Source data
--------------------------------

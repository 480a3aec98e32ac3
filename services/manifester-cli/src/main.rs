//! Manifester
//!
//! Command-line front end for the subscription allocation API:
//! - `get-manifest` creates an allocation for a settings category, attaches
//!   its subscriptions and downloads the manifest
//! - `delete` removes allocations listed in the local inventory
//! - `inventory` prints the local inventory

mod commands;
mod config;

use std::path::Path;
use std::sync::Arc;

use anyhow::{Context, Result};
use clap::{Parser, Subcommand};
use manifester::Manifester;
use requester::HttpRequester;
use tracing::info;
use tracing_appender::non_blocking::WorkerGuard;
use tracing_appender::rolling::{RollingFileAppender, Rotation};
use tracing_subscriber::EnvFilter;
use tracing_subscriber::{layer::SubscriberExt, util::SubscriberInitExt};

use crate::config::Settings;

#[derive(Parser, Debug)]
#[command(name = "manifester", version, about = "Subscription manifest generator")]
struct Cli {
    /// Settings file (default: $MANIFESTER_DIRECTORY/manifester_settings.toml)
    #[arg(long, global = true)]
    config: Option<String>,

    /// Emit JSON log lines
    #[arg(long, global = true)]
    log_json: bool,

    #[command(subcommand)]
    command: Command,
}

#[derive(Subcommand, Debug)]
enum Command {
    /// Create an allocation for a manifest category and download its manifest
    GetManifest {
        /// Category table under [manifest_category] in the settings file
        #[arg(long)]
        manifest_category: String,
        /// Allocation name (default: <username_prefix>-<8 random letters>)
        #[arg(long)]
        allocation_name: Option<String>,
    },
    /// Delete allocations from the inventory by index or name
    Delete {
        allocations: Vec<String>,
        /// Delete every allocation in the inventory
        #[arg(long)]
        all: bool,
        /// Also delete the local manifest files
        #[arg(long)]
        remove_manifest_file: bool,
    },
    /// Display the local inventory
    Inventory {
        /// Show every field of each allocation
        #[arg(long)]
        details: bool,
        /// Fetch allocations from the API before displaying
        #[arg(long)]
        sync: bool,
    },
}

/// Daily log files under `log_dir`, keeping the newest three.
fn file_appender(log_dir: &Path) -> Result<RollingFileAppender> {
    std::fs::create_dir_all(log_dir)
        .with_context(|| format!("failed to create log directory {}", log_dir.display()))?;
    RollingFileAppender::builder()
        .rotation(Rotation::DAILY)
        .filename_prefix("manifester")
        .filename_suffix("log")
        .max_log_files(3)
        .build(log_dir)
        .context("failed to open log file")
}

/// Logs go to stderr so command output on stdout stays clean, and to a
/// rolling file under `log_dir`. The returned guard flushes the file writer
/// on drop.
fn init_tracing(default_level: &str, json: bool, log_dir: &Path) -> Result<WorkerGuard> {
    let (file_writer, guard) = tracing_appender::non_blocking(file_appender(log_dir)?);
    let filter = EnvFilter::try_from_env("LOG_LEVEL")
        .or_else(|_| EnvFilter::try_from_default_env())
        .unwrap_or_else(|_| EnvFilter::new(default_level));
    let registry = tracing_subscriber::registry().with(filter).with(
        tracing_subscriber::fmt::layer()
            .with_ansi(false)
            .with_writer(file_writer),
    );
    if json {
        registry
            .with(tracing_subscriber::fmt::layer().json().with_writer(std::io::stderr))
            .init();
    } else {
        registry
            .with(tracing_subscriber::fmt::layer().with_writer(std::io::stderr))
            .init();
    }
    Ok(guard)
}

fn build_manifester(settings: &Settings, category: Option<&str>) -> Result<Manifester> {
    let config = settings.manifester_config(category)?;
    let proxy = settings.https_proxy(category);
    let requester = HttpRequester::new(settings.tuning.request_timeout(), proxy.as_deref())
        .context("failed to build HTTP client")?;
    Ok(Manifester::new(config, Arc::new(requester)))
}

#[tokio::main]
async fn main() -> Result<()> {
    let cli = Cli::parse();

    let settings_path = Settings::resolve_path(cli.config.as_deref());
    let settings = Settings::load(&settings_path)
        .with_context(|| format!("failed to load settings from {}", settings_path.display()))?;

    let _log_guard = init_tracing(&settings.log_level, cli.log_json, &settings.log_directory)?;
    info!(path = %settings_path.display(), "settings loaded");

    match cli.command {
        Command::GetManifest {
            manifest_category,
            allocation_name,
        } => {
            let spec = settings.manifest_spec(&manifest_category, allocation_name)?;
            let mut manifester = build_manifester(&settings, Some(&manifest_category))?;
            let path = commands::get_manifest(&mut manifester, &spec).await?;
            println!("{path}");
        }
        Command::Delete {
            allocations,
            all,
            remove_manifest_file,
        } => {
            let mut manifester = build_manifester(&settings, None)?;
            let deleted =
                commands::delete(&mut manifester, &allocations, all, remove_manifest_file).await?;
            info!(deleted, "delete finished");
        }
        Command::Inventory { details, sync } => {
            let mut manifester = build_manifester(&settings, None)?;
            let records = commands::inventory(&mut manifester, sync).await?;
            if details {
                print!("{}", commands::render_details(&records));
            } else {
                print!("{}", commands::render_table(&records));
            }
        }
    }

    Ok(())
}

--------------------------------

- **Task details**
What you return should match the entries above exactly.

- **Response to the task**
repository 480a3aec98e32ac3
filename services/manifester-cli/src/main.rs
//! Manifester
//!
//! Command-line front end for the subscription allocation API:
//! - `get-manifest` creates an allocation for a settings category, attaches
//!   its subscriptions and downloads the manifest
//! - `delete` removes allocations listed in the local inventory
//! - `inventory` prints the local inventory

mod commands;
mod config;

use std::path::Path;
use std::sync::Arc;

use anyhow::{Context, Result};
use clap::{Parser, Subcommand};
use manifester::Manifester;
use requester::HttpRequester;
use tracing::info;
use tracing_appender::non_blocking::WorkerGuard;
use tracing_appender::rolling::{RollingFileAppender, Rotation};
use tracing_subscriber::EnvFilter;
use tracing_subscriber::{layer::SubscriberExt, util::SubscriberInitExt};

use crate::config::Settings;

#[derive(Parser, Debug)]
#[command(name = "manifester", version, about = "Subscription manifest generator")]
struct Cli {
    /// Settings file (default: $MANIFESTER_DIRECTORY/manifester_settings.toml)
    #[arg(long, global = true)]
    config: Option<String>,

    /// Emit JSON log lines
    #[arg(long, global = true)]
    log_json: bool,

    #[command(subcommand)]
    command: Command,
}

#[derive(Subcommand, Debug)]
enum Command {
    /// Create an allocation for a manifest category and download its manifest
    GetManifest {
        /// Category table under [manifest_category] in the settings file
        #[arg(long)]
        manifest_category: String,
        /// Allocation name (default: <username_prefix>-<8 random letters>)
        #[arg(long)]
        allocation_name: Option<String>,
    },
    /// Delete allocations from the inventory by index or name
    Delete {
        allocations: Vec<String>,
        /// Delete every allocation in the inventory
        #[arg(long)]
        all: bool,
        /// Also delete the local manifest files
        #[arg(long)]
        remove_manifest_file: bool,
    },
    /// Display the local inventory
    Inventory {
        /// Show every field of each allocation
        #[arg(long)]
        details: bool,
        /// Fetch allocations from the API before displaying
        #[arg(long)]
        sync: bool,
    },
}

/// Daily log files under `log_dir`, keeping the newest three.
fn file_appender(log_dir: &Path) -> Result<RollingFileAppender> {
    std::fs::create_dir_all(log_dir)
        .with_context(|| format!("failed to create log directory {}", log_dir.display()))?;
    RollingFileAppender::builder()
        .rotation(Rotation::DAILY)
        .filename_prefix("manifester")
        .filename_suffix("log")
        .max_log_files(3)
        .build(log_dir)
        .context("failed to open log file")
}

/// Logs go to stderr so command output on stdout stays clean, and to a
/// rolling file under `log_dir`. The returned guard flushes the file writer
/// on drop.
fn init_tracing(default_level: &str, json: bool, log_dir: &Path) -> Result<WorkerGuard> {
    let (file_writer, guard) = tracing_appender::non_blocking(file_appender(log_dir)?);
    let filter = EnvFilter::try_from_env("LOG_LEVEL")
        .or_else(|_| EnvFilter::try_from_default_env())
        .unwrap_or_else(|_| EnvFilter::new(default_level));
    let registry = tracing_subscriber::registry().with(filter).with(
        tracing_subscriber::fmt::layer()
            .with_ansi(false)
            .with_writer(file_writer),
    );
    if json {
        registry
            .with(tracing_subscriber::fmt::layer().json().with_writer(std::io::stderr))
            .init();
    } else {
        registry
            .with(tracing_subscriber::fmt::layer().with_writer(std::io::stderr))
            .init();
    }
    Ok(guard)
}

fn build_manifester(settings: &Settings, category: Option<&str>) -> Result<Manifester> {
    let config = settings.manifester_config(category)?;
    let proxy = settings.https_proxy(category);
    let requester = HttpRequester::new(settings.tuning.request_timeout(), proxy.as_deref())
        .context("failed to build HTTP client")?;
    Ok(Manifester::new(config, Arc::new(requester)))
}

#[tokio::main]
async fn main() -> Result<()> {
    let cli = Cli::parse();

    let settings_path = Settings::resolve_path(cli.config.as_deref());
    let settings = Settings::load(&settings_path)
        .with_context(|| format!("failed to load settings from {}", settings_path.display()))?;

    let _log_guard = init_tracing(&settings.log_level, cli.log_json, &settings.log_directory)?;
    info!(path = %settings_path.display(), "settings loaded");

    match cli.command {
        Command::GetManifest {
            manifest_category,
            allocation_name,
        } => {
            let spec = settings.manifest_spec(&manifest_category, allocation_name)?;
            let mut manifester = build_manifester(&settings, Some(&manifest_category))?;
            let path = commands::get_manifest(&mut manifester, &spec).await?;
            println!("{path}");
        }
        Command::Delete {
            allocations,
            all,
            remove_manifest_file,
        } => {
            let mut manifester = build_manifester(&settings, None)?;
            let deleted =
                commands::delete(&mut manifester, &allocations, all, remove_manifest_file).await?;
            info!(deleted, "delete finished");
        }
        Command::Inventory { details, sync } => {
            let mut manifester = build_manifester(&settings, None)?;
            let records = commands::inventory(&mut manifester, sync).await?;
            if details {
                print!("{}", commands::render_details(&records));
            } else {
                print!("{}", commands::render_table(&records));
            }
        }
    }

    Ok(())
}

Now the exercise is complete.